Only the lines that include "format" should be copied from the data below.

══ PROVIDED RECORDS ══

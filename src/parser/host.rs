use once_cell::sync::Lazy;
use regex::Regex;

use crate::error::HostError;

/// Label separators: full stop, ideographic full stop, fullwidth full stop
/// and halfwidth ideographic full stop.
pub const LABEL_SEPARATORS: [char; 4] = ['\u{002e}', '\u{3002}', '\u{ff0e}', '\u{ff61}'];

/// Longest label allowed after IDNA encoding, in octets.
const MAX_LABEL_LEN: usize = 63;

static IPV4_REGEX: Lazy<Regex> = Lazy::new(|| {
    Regex::new(
        r"^(?:(?:25[0-5]|2[0-4][0-9]|1[0-9][0-9]|[1-9][0-9]|[0-9])[.\x{3002}\x{ff0e}\x{ff61}]){3}(?:25[0-5]|2[0-4][0-9]|1[0-9][0-9]|[1-9][0-9]|[0-9])$",
    )
    .expect("Invalid IPv4 regex")
});

#[inline]
pub fn is_label_separator(c: char) -> bool {
    LABEL_SEPARATORS.contains(&c)
}

/// Whether `host` is a dotted-quad IPv4 literal (any separator variant,
/// no leading zeros).
pub fn is_ipv4_literal(host: &str) -> bool {
    IPV4_REGEX.is_match(host)
}

#[derive(Debug, Clone, Copy)]
struct Token {
    start: usize,
    end: usize,
}

/// A host split into alternating label and separator tokens.
///
/// Labels sit at even indices and separators at odd ones, so the sequence
/// always has an odd, non-zero length: `"a.b"` is `[a, ., b]` and `""` is a
/// single empty label. Tokens are byte ranges into the host, which keeps the
/// original separator characters available for slicing.
#[derive(Debug, Clone)]
pub struct LabelSequence<'a> {
    host: &'a str,
    tokens: Vec<Token>,
}

impl<'a> LabelSequence<'a> {
    pub fn new(host: &'a str) -> Self {
        let mut tokens = Vec::new();
        let mut label_start = 0;

        for (i, c) in host.char_indices() {
            if is_label_separator(c) {
                tokens.push(Token {
                    start: label_start,
                    end: i,
                });
                label_start = i + c.len_utf8();
                tokens.push(Token {
                    start: i,
                    end: label_start,
                });
            }
        }
        tokens.push(Token {
            start: label_start,
            end: host.len(),
        });

        Self { host, tokens }
    }

    /// Number of tokens, labels and separators together.
    #[inline]
    pub fn len(&self) -> usize {
        self.tokens.len()
    }

    /// Never true: an empty host still holds one empty label.
    pub fn is_empty(&self) -> bool {
        self.tokens.is_empty()
    }

    #[inline]
    pub fn is_separator(&self, idx: usize) -> bool {
        idx % 2 == 1
    }

    /// Text of the token at `idx`.
    #[inline]
    pub fn token(&self, idx: usize) -> &'a str {
        let token = self.tokens[idx];
        &self.host[token.start..token.end]
    }

    /// Host substring covering tokens `from..to`, empty when the range is.
    pub fn span(&self, from: usize, to: usize) -> &'a str {
        if from >= to {
            return "";
        }
        &self.host[self.tokens[from].start..self.tokens[to - 1].end]
    }

    /// Iterate over the labels only.
    pub fn labels(&self) -> impl Iterator<Item = &'a str> + '_ {
        (0..self.len()).step_by(2).map(|idx| self.token(idx))
    }

    pub fn host(&self) -> &'a str {
        self.host
    }
}

/// IDNA-encode a host label by label.
///
/// ASCII labels are kept as they are, case included. Non-ASCII labels go
/// through IDNA. Labels are rejoined with `.` whatever separator the input
/// used, and a single trailing separator survives as `.`.
pub fn to_ascii(host: &str) -> Result<String, HostError> {
    if host.is_empty() {
        return Ok(String::new());
    }

    let mut labels: Vec<&str> = host.split(is_label_separator).collect();
    let trailing_dot = labels.len() > 1 && labels.last().is_some_and(|l| l.is_empty());
    if trailing_dot {
        labels.pop();
    }

    let mut encoded = Vec::with_capacity(labels.len());
    for label in labels {
        encoded.push(label_to_ascii(label)?);
    }

    let mut out = encoded.join(".");
    if trailing_dot {
        out.push('.');
    }
    Ok(out)
}

fn label_to_ascii(label: &str) -> Result<String, HostError> {
    if label.is_ascii() {
        return if (1..=MAX_LABEL_LEN).contains(&label.len()) {
            Ok(label.to_string())
        } else {
            Err(HostError::InvalidIdnaHost)
        };
    }

    let encoded = idna::domain_to_ascii(label).map_err(|_| HostError::InvalidIdnaHost)?;
    // mapping may introduce a full stop (e.g. U+2488) or empty the label
    if encoded.is_empty() || encoded.len() > MAX_LABEL_LEN || encoded.contains('.') {
        return Err(HostError::InvalidIdnaHost);
    }
    Ok(encoded)
}
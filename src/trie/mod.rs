//! Public Suffix List trie.
//!
//! Suffixes are stored label by label, rightmost label first, so a host is
//! matched by walking its labels from the TLD towards the left:
//!
//! ```text
//! com.cn  ->  root -> "cn" -> "com"
//! *.ck    ->  root -> "ck" (wildcard)
//! !www.ck ->  root -> "ck" (exception "www")
//! ```
//!
//! ## Example
//!
//! ```
//! use fasttld::trie::{SuffixTrie, TrieNode};
//!
//! let trie = SuffixTrie::new(["cn", "com.cn", "*.ck", "!www.ck"]);
//!
//! assert!(matches!(trie.node(&["cn", "com"]), Some(TrieNode::Leaf)));
//! assert!(trie.node(&["ck"]).unwrap().has_wildcard());
//! assert!(trie.node(&["ck"]).unwrap().is_exception("www"));
//! ```

mod builder;
mod matcher;

pub use matcher::HostParts;

use std::collections::{HashMap, HashSet};

use builder::TrieBuilder;

/// A node of the suffix trie.
#[derive(Debug, Clone, PartialEq, Eq)]
pub enum TrieNode {
    /// The path so far is a complete suffix and nothing extends it
    Leaf,
    /// The path so far has children, a wildcard level, or both
    Internal(InternalNode),
}

impl TrieNode {
    /// Internal node view, `None` for a leaf.
    pub fn as_internal(&self) -> Option<&InternalNode> {
        match self {
            TrieNode::Leaf => None,
            TrieNode::Internal(inner) => Some(inner),
        }
    }

    /// Whether the path ending at this node is itself a suffix.
    pub fn is_end(&self) -> bool {
        match self {
            TrieNode::Leaf => true,
            TrieNode::Internal(inner) => inner.has_end,
        }
    }

    /// Child node for `label`.
    pub fn child(&self, label: &str) -> Option<&TrieNode> {
        self.as_internal().and_then(|inner| inner.child(label))
    }

    /// Whether a `*` rule sits at this level.
    pub fn has_wildcard(&self) -> bool {
        self.as_internal().is_some_and(|inner| inner.wildcard)
    }

    /// Whether `!label` is registered at this level.
    pub fn is_exception(&self, label: &str) -> bool {
        self.as_internal()
            .is_some_and(|inner| inner.is_exception(label))
    }
}

/// Node with children and/or wildcard state.
#[derive(Debug, Clone, Default, PartialEq, Eq)]
pub struct InternalNode {
    pub(crate) children: HashMap<String, TrieNode>,
    /// The path is a suffix even though children extend it (`cn` vs `com.cn`)
    pub(crate) has_end: bool,
    pub(crate) wildcard: bool,
    /// Labels carved out of the wildcard, stored without the leading `!`
    pub(crate) exceptions: HashSet<String>,
}

impl InternalNode {
    /// Child node for `label`.
    #[inline]
    pub fn child(&self, label: &str) -> Option<&TrieNode> {
        self.children.get(label)
    }

    /// Whether the path ending here is itself a suffix.
    pub fn has_end(&self) -> bool {
        self.has_end
    }

    /// Whether a `*` rule sits at this level.
    pub fn has_wildcard(&self) -> bool {
        self.wildcard
    }

    /// Whether `!label` is registered at this level.
    #[inline]
    pub fn is_exception(&self, label: &str) -> bool {
        self.exceptions.contains(label)
    }

    /// Number of direct children.
    pub fn len(&self) -> usize {
        self.children.len()
    }

    /// Whether this node has no children.
    pub fn is_empty(&self) -> bool {
        self.children.is_empty()
    }
}

/// Immutable suffix trie built from a list of PSL rules.
#[derive(Debug, Clone, Default)]
pub struct SuffixTrie {
    root: InternalNode,
    rule_count: usize,
}

impl SuffixTrie {
    /// Build a trie from PSL rules (`com`, `co.uk`, `*.ck`, `!www.ck`).
    ///
    /// Blank entries are skipped. Insertion order does not matter.
    pub fn new<I, S>(rules: I) -> Self
    where
        I: IntoIterator<Item = S>,
        S: AsRef<str>,
    {
        let mut builder = TrieBuilder::new();
        for rule in rules {
            builder.insert(rule.as_ref());
        }
        builder.finish()
    }

    /// Root of the trie (never a leaf).
    pub fn root(&self) -> &InternalNode {
        &self.root
    }

    /// Look up the node for a TLD-first label path, e.g. `["uk", "co"]`.
    pub fn node(&self, path: &[&str]) -> Option<&TrieNode> {
        let (first, rest) = path.split_first()?;
        let mut node = self.root.child(first)?;
        for label in rest {
            node = node.child(label)?;
        }
        Some(node)
    }

    /// Whether `suffix` (dot-separated, e.g. `co.uk`) is a complete rule.
    pub fn contains(&self, suffix: &str) -> bool {
        let path: Vec<&str> = suffix.split('.').rev().collect();
        self.node(&path).is_some_and(TrieNode::is_end)
    }

    /// Number of rules inserted.
    pub fn rule_count(&self) -> usize {
        self.rule_count
    }

    /// Check if the trie holds no rules
    pub fn is_empty(&self) -> bool {
        self.root.children.is_empty() && !self.root.wildcard
    }
}
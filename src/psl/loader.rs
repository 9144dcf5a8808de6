use std::path::{Path, PathBuf};
use std::time::Duration;

use tracing::debug;

use crate::error::{PslErrorKind, Result, TldError};

use super::list::{Section, SuffixList};

/// Default download location of the list
pub const DEFAULT_PSL_URL: &str = "https://publicsuffix.org/list/public_suffix_list.dat";

/// Default file name of the cached list
pub const DEFAULT_PSL_FILENAME: &str = "public_suffix_list.dat";

/// Default update interval: 7 days
pub const DEFAULT_UPDATE_INTERVAL: Duration = Duration::from_secs(7 * 24 * 60 * 60);

/// Trait for loading Public Suffix List rules
pub trait PslLoader: Send + Sync {
    /// Load the current rules
    fn load(&self) -> Result<SuffixList>;

    /// Bring the underlying source up to date before the next `load`.
    ///
    /// Sources that cannot change do nothing.
    fn refresh(&self) -> Result<()> {
        Ok(())
    }
}

/// File-based PslLoader
pub struct FilePslLoader {
    path: Option<PathBuf>,
}

impl FilePslLoader {
    /// Create a new FilePslLoader
    pub fn new() -> Self {
        Self { path: None }
    }

    /// Set the list file path
    pub fn with_path(mut self, path: impl AsRef<Path>) -> Self {
        self.path = Some(path.as_ref().to_path_buf());
        self
    }

    pub fn path(&self) -> Option<&Path> {
        self.path.as_deref()
    }
}

impl Default for FilePslLoader {
    fn default() -> Self {
        Self::new()
    }
}

impl PslLoader for FilePslLoader {
    fn load(&self) -> Result<SuffixList> {
        let path = self.path.as_ref().ok_or_else(|| {
            TldError::psl(PslErrorKind::NotConfigured, "PSL path not configured")
        })?;

        let list = SuffixList::from_file(path)?;
        debug!(path = %path.display(), rules = list.len(), "Loaded suffix list");
        Ok(list)
    }
}

/// Nil PslLoader - returns errors for all operations
pub struct NilPslLoader;

impl PslLoader for NilPslLoader {
    fn load(&self) -> Result<SuffixList> {
        Err(TldError::psl(
            PslErrorKind::NotConfigured,
            "Public Suffix List not available",
        ))
    }

    fn refresh(&self) -> Result<()> {
        Err(TldError::psl(
            PslErrorKind::NotConfigured,
            "Public Suffix List not available",
        ))
    }
}

/// In-memory PslLoader for testing and embedded lists
#[derive(Debug, Clone, Default)]
pub struct MemoryPslLoader {
    list: SuffixList,
}

impl MemoryPslLoader {
    pub fn new() -> Self {
        Self::default()
    }

    /// Parse list text in the `public_suffix_list.dat` format.
    pub fn from_text(text: &str) -> Self {
        Self {
            list: SuffixList::parse(text),
        }
    }

    pub fn from_list(list: SuffixList) -> Self {
        Self { list }
    }

    pub fn add_public(&mut self, rule: &str) {
        self.list.push(Section::Public, rule);
    }

    pub fn add_private(&mut self, rule: &str) {
        self.list.push(Section::Private, rule);
    }
}

impl PslLoader for MemoryPslLoader {
    fn load(&self) -> Result<SuffixList> {
        Ok(self.list.clone())
    }
}
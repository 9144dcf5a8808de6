use std::fs;
use std::path::Path;

use tracing::debug;

use crate::error::{PslErrorKind, Result, TldError};

const ICANN_BEGIN: &str = "===BEGIN ICANN DOMAINS===";
const PRIVATE_BEGIN: &str = "===BEGIN PRIVATE DOMAINS===";
const ICANN_END: &str = "===END ICANN DOMAINS===";
const PRIVATE_END: &str = "===END PRIVATE DOMAINS===";

/// Section a rule belongs to.
#[derive(Debug, Clone, Copy, PartialEq, Eq)]
pub enum Section {
    /// ICANN rules, and rules outside any section marker
    Public,
    /// Rules submitted by private parties (`blogspot.com`, `github.io`, ...)
    Private,
}

/// Public Suffix List rules split into their ICANN and PRIVATE sections.
///
/// Rules keep their PSL spelling (`co.uk`, `*.ck`, `!www.ck`). A rule with
/// non-ASCII labels is stored together with its punycode form so that hosts
/// normalized to ASCII still match.
#[derive(Debug, Clone, Default, PartialEq, Eq)]
pub struct SuffixList {
    public: Vec<String>,
    private: Vec<String>,
}

impl SuffixList {
    pub fn new() -> Self {
        Self::default()
    }

    /// Build a list from already separated rules.
    pub fn from_rules<P, Q>(public: P, private: Q) -> Self
    where
        P: IntoIterator,
        P::Item: AsRef<str>,
        Q: IntoIterator,
        Q::Item: AsRef<str>,
    {
        let mut list = Self::new();
        for rule in public {
            list.push(Section::Public, rule.as_ref());
        }
        for rule in private {
            list.push(Section::Private, rule.as_ref());
        }
        list
    }

    /// Parse the `public_suffix_list.dat` text format.
    ///
    /// Each non-comment line contributes its first whitespace-delimited token.
    /// The `===BEGIN ...===` comment markers switch sections.
    pub fn parse(text: &str) -> Self {
        let mut list = Self::new();
        let mut section = Section::Public;

        for line in text.lines() {
            let line = line.trim();
            if line.is_empty() {
                continue;
            }

            if let Some(comment) = line.strip_prefix("//") {
                let comment = comment.trim();
                if comment.starts_with(PRIVATE_BEGIN) {
                    section = Section::Private;
                } else if comment.starts_with(ICANN_BEGIN)
                    || comment.starts_with(ICANN_END)
                    || comment.starts_with(PRIVATE_END)
                {
                    section = Section::Public;
                }
                continue;
            }

            if let Some(rule) = line.split_whitespace().next() {
                list.push(section, rule);
            }
        }

        list
    }

    /// Read and parse a PSL file.
    pub fn from_file(path: impl AsRef<Path>) -> Result<Self> {
        let path = path.as_ref();
        let text = fs::read_to_string(path).map_err(|e| {
            TldError::psl(
                PslErrorKind::FileError,
                format!("Failed to read {}: {}", path.display(), e),
            )
        })?;
        Ok(Self::parse(&text))
    }

    /// Check that a PSL file parses and holds ICANN rules.
    pub fn verify_file(path: impl AsRef<Path>) -> Result<()> {
        let list = Self::from_file(path)?;
        if list.public.is_empty() {
            return Err(TldError::psl(
                PslErrorKind::InvalidData,
                "Suffix list has no ICANN rules",
            ));
        }
        Ok(())
    }

    /// Add one rule to `section`, with its punycode form when it differs.
    pub fn push(&mut self, section: Section, rule: &str) {
        let rule = rule.trim();
        if rule.is_empty() {
            return;
        }

        let ascii = if rule.is_ascii() {
            None
        } else {
            rule_to_ascii(rule)
        };

        let target = match section {
            Section::Public => &mut self.public,
            Section::Private => &mut self.private,
        };
        target.push(rule.to_string());
        if let Some(ascii) = ascii {
            target.push(ascii);
        }
    }

    /// ICANN rules.
    pub fn public(&self) -> &[String] {
        &self.public
    }

    /// PRIVATE rules.
    pub fn private(&self) -> &[String] {
        &self.private
    }

    /// ICANN rules followed by PRIVATE rules.
    pub fn all(&self) -> impl Iterator<Item = &str> + '_ {
        self.public
            .iter()
            .chain(self.private.iter())
            .map(String::as_str)
    }

    /// Rules the extractor should use.
    pub fn rules(&self, exclude_private: bool) -> Box<dyn Iterator<Item = &str> + '_> {
        if exclude_private {
            Box::new(self.public.iter().map(String::as_str))
        } else {
            Box::new(self.all())
        }
    }

    /// Total number of rules, punycode duplicates included.
    pub fn len(&self) -> usize {
        self.public.len() + self.private.len()
    }

    pub fn is_empty(&self) -> bool {
        self.public.is_empty() && self.private.is_empty()
    }
}

/// Punycode form of a rule, keeping its `*.` or `!` prefix.
fn rule_to_ascii(rule: &str) -> Option<String> {
    let (prefix, body) = if let Some(body) = rule.strip_prefix("*.") {
        ("*.", body)
    } else if let Some(body) = rule.strip_prefix('!') {
        ("!", body)
    } else {
        ("", rule)
    };

    match idna::domain_to_ascii(body) {
        Ok(ascii) if ascii != body => Some(format!("{prefix}{ascii}")),
        Ok(_) => None,
        Err(e) => {
            debug!(rule, error = ?e, "Skipping punycode form of suffix rule");
            None
        }
    }
}
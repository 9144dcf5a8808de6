use crate::parser::LabelSequence;

use super::{InternalNode, SuffixTrie};

/// Host split around its public suffix. All fields borrow from the host.
#[derive(Debug, Clone, Copy, Default, PartialEq, Eq)]
pub struct HostParts<'a> {
    pub subdomain: &'a str,
    pub domain: &'a str,
    pub suffix: &'a str,
    pub registrable_domain: &'a str,
}

impl SuffixTrie {
    /// Split a labeled host into subdomain, domain and suffix.
    ///
    /// The subdomain is only computed when `include_subdomain` is set.
    pub fn split_host<'a>(
        &self,
        labels: &LabelSequence<'a>,
        include_subdomain: bool,
    ) -> HostParts<'a> {
        let total = labels.len();
        let mut matched = self.suffix_token_count(labels);

        // the suffix always starts on a label
        if matched > 0 && labels.is_separator(total - matched) {
            matched -= 1;
        }

        let mut parts = HostParts {
            suffix: labels.span(total - matched, total),
            ..HostParts::default()
        };

        if matched < total {
            // skip the separator between domain and suffix
            let domain_idx = if matched > 0 {
                total - matched - 2
            } else {
                total - 1
            };
            parts.domain = labels.token(domain_idx);

            if include_subdomain && domain_idx > 0 {
                parts.subdomain = labels.span(0, domain_idx - 1);
            }
            if !parts.domain.is_empty() && !parts.suffix.is_empty() {
                parts.registrable_domain = labels.span(domain_idx, total);
            }
        }

        parts
    }

    /// Number of trailing tokens (labels and separators) covered by the
    /// longest matching rule.
    fn suffix_token_count(&self, labels: &LabelSequence<'_>) -> usize {
        let mut node: Option<&InternalNode> = Some(self.root());
        let mut count = 0;

        for idx in (0..labels.len()).rev() {
            if labels.is_separator(idx) {
                count += 1;
                continue;
            }
            let label = labels.token(idx);

            // leaf: nothing extends this suffix
            let Some(inner) = node else {
                break;
            };

            // `cn` and `gov.cn` both present
            if inner.has_end {
                if let Some(child) = inner.child(label) {
                    count += 1;
                    node = child.as_internal();
                    continue;
                }
            }

            // a wildcard consumes exactly one more label unless it is excepted
            if inner.wildcard {
                if !inner.is_exception(label) {
                    count += 1;
                }
                break;
            }

            match inner.child(label) {
                Some(child) => {
                    count += 1;
                    node = child.as_internal();
                }
                None => break,
            }
        }

        count
    }
}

═══

:: ANSWER TO THE EXERCISE ::
    /// Parse list text in the `public_suffix_list.dat` format.
    /// Parse the `public_suffix_list.dat` text format.
                format!("Failed to read {}: {}", path.display(), e),
        Ok(ascii) if ascii != body => Some(format!("{prefix}{ascii}")),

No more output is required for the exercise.